No one ever wakes up knowing they will one day in 5 or 10 or 20 years will become a cancer patient. In fact, that is one thing a person would like to avoid even thinking about most of the time. The same is true for all the cancer patients today.
After hearing and talking first hand to cancer patients, we can say that finding out that they have cancer cells living in their bodies was the most traumatic experience in all of the patients’ lives. As a human being is thought to be able to accept and adapt to any conditions, such was and is not true for cancer patients. No individual with cancer wants to acknowledge that such a deadly cell is living in his/her body.
One story of a young 11-year-old boy who was a stage 3-cancer patient inspired us to start the Lifeart. In 2018, the foreigner parents of the young child brought their son to the United States with the aim of giving him a treatment in Boston. After all the check-ups, once the full best available treatment was given, unfortunately, the parents could not find the necessary $100 000 to pay to the hospital. The family, therefore, had to postpone the treatment and return to their hometown to gather/earn/ask for money.

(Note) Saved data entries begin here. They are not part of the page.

//! Service context - dependency container for services
//!
//! Holds the repositories, the cooldown gate, the notification sink, and the
//! other collaborators the services need.

use std::sync::Arc;
use std::time::Duration;

use tracing::warn;

use levelup_cache::{AnnouncementPublisher, ConfigCache};
use levelup_common::LevelingDefaults;
use levelup_core::entities::LevelingConfig;
use levelup_core::events::LevelingEvent;
use levelup_core::traits::{
    AuditLogRepository, ConfigRepository, CooldownGate, NotificationSink, ProgressRepository,
};
use levelup_core::{Snowflake, SnowflakeGenerator};

/// Default freshness window for cached guild configs
const DEFAULT_CONFIG_CACHE_TTL: Duration = Duration::from_secs(300);

/// Service context containing all dependencies
///
/// This is the dependency container passed to every service. It provides
/// access to:
/// - Database repositories
/// - The cooldown gate (in-process or shared)
/// - The notification sink and event publisher
/// - The config cache
/// - The snowflake generator for audit entry IDs
#[derive(Clone)]
pub struct ServiceContext {
    config_repo: Arc<dyn ConfigRepository>,
    progress_repo: Arc<dyn ProgressRepository>,
    audit_repo: Arc<dyn AuditLogRepository>,
    cooldown_gate: Arc<dyn CooldownGate>,
    notifier: Arc<dyn NotificationSink>,
    publisher: AnnouncementPublisher,
    config_cache: Arc<ConfigCache>,
    leveling_defaults: LevelingDefaults,
    snowflake_generator: Arc<SnowflakeGenerator>,
}

impl ServiceContext {
    /// Create a new service context with all dependencies
    #[allow(clippy::too_many_arguments)]
    pub fn new(
        config_repo: Arc<dyn ConfigRepository>,
        progress_repo: Arc<dyn ProgressRepository>,
        audit_repo: Arc<dyn AuditLogRepository>,
        cooldown_gate: Arc<dyn CooldownGate>,
        notifier: Arc<dyn NotificationSink>,
        publisher: AnnouncementPublisher,
        config_cache: Arc<ConfigCache>,
        leveling_defaults: LevelingDefaults,
        snowflake_generator: Arc<SnowflakeGenerator>,
    ) -> Self {
        Self {
            config_repo,
            progress_repo,
            audit_repo,
            cooldown_gate,
            notifier,
            publisher,
            config_cache,
            leveling_defaults,
            snowflake_generator,
        }
    }

    // === Repositories ===

    /// Get the config repository
    pub fn config_repo(&self) -> &dyn ConfigRepository {
        self.config_repo.as_ref()
    }

    /// Get the progress repository
    pub fn progress_repo(&self) -> &dyn ProgressRepository {
        self.progress_repo.as_ref()
    }

    /// Get the audit log repository
    pub fn audit_repo(&self) -> &dyn AuditLogRepository {
        self.audit_repo.as_ref()
    }

    /// Get an owned handle to the audit log repository (for spawned writes)
    pub fn audit_handle(&self) -> Arc<dyn AuditLogRepository> {
        Arc::clone(&self.audit_repo)
    }

    // === Gate, sink, publisher ===

    /// Get the cooldown gate
    pub fn cooldown_gate(&self) -> &dyn CooldownGate {
        self.cooldown_gate.as_ref()
    }

    /// Get the notification sink
    pub fn notifier(&self) -> &dyn NotificationSink {
        self.notifier.as_ref()
    }

    /// Get an owned handle to the notification sink (for spawned deliveries)
    pub fn notifier_handle(&self) -> Arc<dyn NotificationSink> {
        Arc::clone(&self.notifier)
    }

    /// Get the event publisher
    pub fn publisher(&self) -> &AnnouncementPublisher {
        &self.publisher
    }

    /// Publish a domain event, fire-and-forget
    ///
    /// Event publishing never gates a state transition; failures are logged
    /// and swallowed.
    pub fn emit_event(&self, event: LevelingEvent) {
        let publisher = self.publisher.clone();
        tokio::spawn(async move {
            if let Err(e) = publisher.publish_event(&event).await {
                warn!(
                    event_type = event.event_type(),
                    error = %e,
                    "Failed to publish leveling event"
                );
            }
        });
    }

    // === Cache ===

    /// Get the guild config cache
    pub fn config_cache(&self) -> &ConfigCache {
        &self.config_cache
    }

    // === Defaults ===

    /// Config for a guild observed for the first time, using the host's
    /// configured fallback gain range and cooldown
    pub fn default_config_for(&self, guild_id: Snowflake) -> LevelingConfig {
        let mut config = LevelingConfig::defaults(guild_id);
        config.min_gain = self.leveling_defaults.min_gain;
        config.max_gain = self.leveling_defaults.max_gain;
        config.cooldown_seconds = self.leveling_defaults.cooldown_seconds;
        config
    }

    // === ID generation ===

    /// Get the snowflake ID generator
    pub fn snowflake_generator(&self) -> &SnowflakeGenerator {
        self.snowflake_generator.as_ref()
    }

    /// Generate a new Snowflake ID
    pub fn generate_id(&self) -> Snowflake {
        self.snowflake_generator.generate()
    }
}

impl std::fmt::Debug for ServiceContext {
    fn fmt(&self, f: &mut std::fmt::Formatter<'_>) -> std::fmt::Result {
        f.debug_struct("ServiceContext")
            .field("repositories", &"...")
            .field("cooldown_gate", &"...")
            .field("config_cache", &self.config_cache)
            .finish()
    }
}

/// Builder for creating ServiceContext
pub struct ServiceContextBuilder {
    config_repo: Option<Arc<dyn ConfigRepository>>,
    progress_repo: Option<Arc<dyn ProgressRepository>>,
    audit_repo: Option<Arc<dyn AuditLogRepository>>,
    cooldown_gate: Option<Arc<dyn CooldownGate>>,
    notifier: Option<Arc<dyn NotificationSink>>,
    publisher: Option<AnnouncementPublisher>,
    config_cache: Option<Arc<ConfigCache>>,
    leveling_defaults: Option<LevelingDefaults>,
    snowflake_generator: Option<Arc<SnowflakeGenerator>>,
}

impl ServiceContextBuilder {
    pub fn new() -> Self {
        Self {
            config_repo: None,
            progress_repo: None,
            audit_repo: None,
            cooldown_gate: None,
            notifier: None,
            publisher: None,
            config_cache: None,
            leveling_defaults: None,
            snowflake_generator: None,
        }
    }

    pub fn config_repo(mut self, repo: Arc<dyn ConfigRepository>) -> Self {
        self.config_repo = Some(repo);
        self
    }

    pub fn progress_repo(mut self, repo: Arc<dyn ProgressRepository>) -> Self {
        self.progress_repo = Some(repo);
        self
    }

    pub fn audit_repo(mut self, repo: Arc<dyn AuditLogRepository>) -> Self {
        self.audit_repo = Some(repo);
        self
    }

    pub fn cooldown_gate(mut self, gate: Arc<dyn CooldownGate>) -> Self {
        self.cooldown_gate = Some(gate);
        self
    }

    pub fn notifier(mut self, sink: Arc<dyn NotificationSink>) -> Self {
        self.notifier = Some(sink);
        self
    }

    pub fn publisher(mut self, publisher: AnnouncementPublisher) -> Self {
        self.publisher = Some(publisher);
        self
    }

    pub fn config_cache(mut self, cache: Arc<ConfigCache>) -> Self {
        self.config_cache = Some(cache);
        self
    }

    pub fn leveling_defaults(mut self, defaults: LevelingDefaults) -> Self {
        self.leveling_defaults = Some(defaults);
        self
    }

    pub fn snowflake_generator(mut self, generator: Arc<SnowflakeGenerator>) -> Self {
        self.snowflake_generator = Some(generator);
        self
    }

    /// Wire all three PostgreSQL repositories from one pool
    pub fn with_postgres(self, pool: levelup_db::PgPool) -> Self {
        use levelup_db::{PgAuditLogRepository, PgConfigRepository, PgProgressRepository};

        self.config_repo(Arc::new(PgConfigRepository::new(pool.clone())))
            .progress_repo(Arc::new(PgProgressRepository::new(pool.clone())))
            .audit_repo(Arc::new(PgAuditLogRepository::new(pool)))
    }

    /// Wire the shared cooldown gate, notification sink, and event publisher
    /// from one Redis pool
    ///
    /// The publisher doubles as the notification sink: rendered announcements
    /// go over pub/sub to the delivery process.
    pub fn with_redis(self, pool: levelup_cache::RedisPool) -> Self {
        use levelup_cache::RedisCooldownGate;

        let publisher = AnnouncementPublisher::new(pool.clone());
        self.cooldown_gate(Arc::new(RedisCooldownGate::new(pool)))
            .notifier(Arc::new(publisher.clone()))
            .publisher(publisher)
    }

    /// Apply the tunables from the shared application config
    ///
    /// # Panics
    /// Panics if the configured snowflake worker ID is out of range (>= 1024).
    pub fn with_app_config(self, config: &levelup_common::AppConfig) -> Self {
        let ttl = Duration::from_secs(config.leveling.config_cache_ttl_seconds);
        self.leveling_defaults(config.leveling.clone())
            .config_cache(Arc::new(ConfigCache::new(ttl)))
            .snowflake_generator(Arc::new(SnowflakeGenerator::new(config.snowflake.worker_id)))
    }

    /// Build the ServiceContext
    ///
    /// # Errors
    /// Returns `ServiceError::Validation` if a required dependency is missing.
    /// The config cache and snowflake generator fall back to defaults.
    pub fn build(self) -> super::error::ServiceResult<ServiceContext> {
        use super::error::ServiceError;

        Ok(ServiceContext::new(
            self.config_repo
                .ok_or_else(|| ServiceError::validation("config_repo is required"))?,
            self.progress_repo
                .ok_or_else(|| ServiceError::validation("progress_repo is required"))?,
            self.audit_repo
                .ok_or_else(|| ServiceError::validation("audit_repo is required"))?,
            self.cooldown_gate
                .ok_or_else(|| ServiceError::validation("cooldown_gate is required"))?,
            self.notifier
                .ok_or_else(|| ServiceError::validation("notifier is required"))?,
            self.publisher
                .ok_or_else(|| ServiceError::validation("publisher is required"))?,
            self.config_cache
                .unwrap_or_else(|| Arc::new(ConfigCache::new(DEFAULT_CONFIG_CACHE_TTL))),
            self.leveling_defaults.unwrap_or_default(),
            self.snowflake_generator
                .unwrap_or_else(|| Arc::new(SnowflakeGenerator::default())),
        ))
    }
}

impl Default for ServiceContextBuilder {
    fn default() -> Self {
        Self::new()
    }
}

The whole village of the child’s hometown started financially contributing to the child’s treatment. During the process of gathering money for treatment in Boston, the family, unfortunately, found out that they cannot even wait a minute longer since cancer started spreading to other parts of the body and became metastatic. It is very painful to know that the family could not return to Boston to receive the treatment they wanted to receive. Instead, due to their financial limitations had to take the treatment outside the United States.
This is only 1 of 1000s of stories from families who cannot afford the most needed care to treat their cancer. These both include international patients and U.S. patients. Such stories not only of people and their lives break us from inside out and motivate us to work harder to help the patients in need.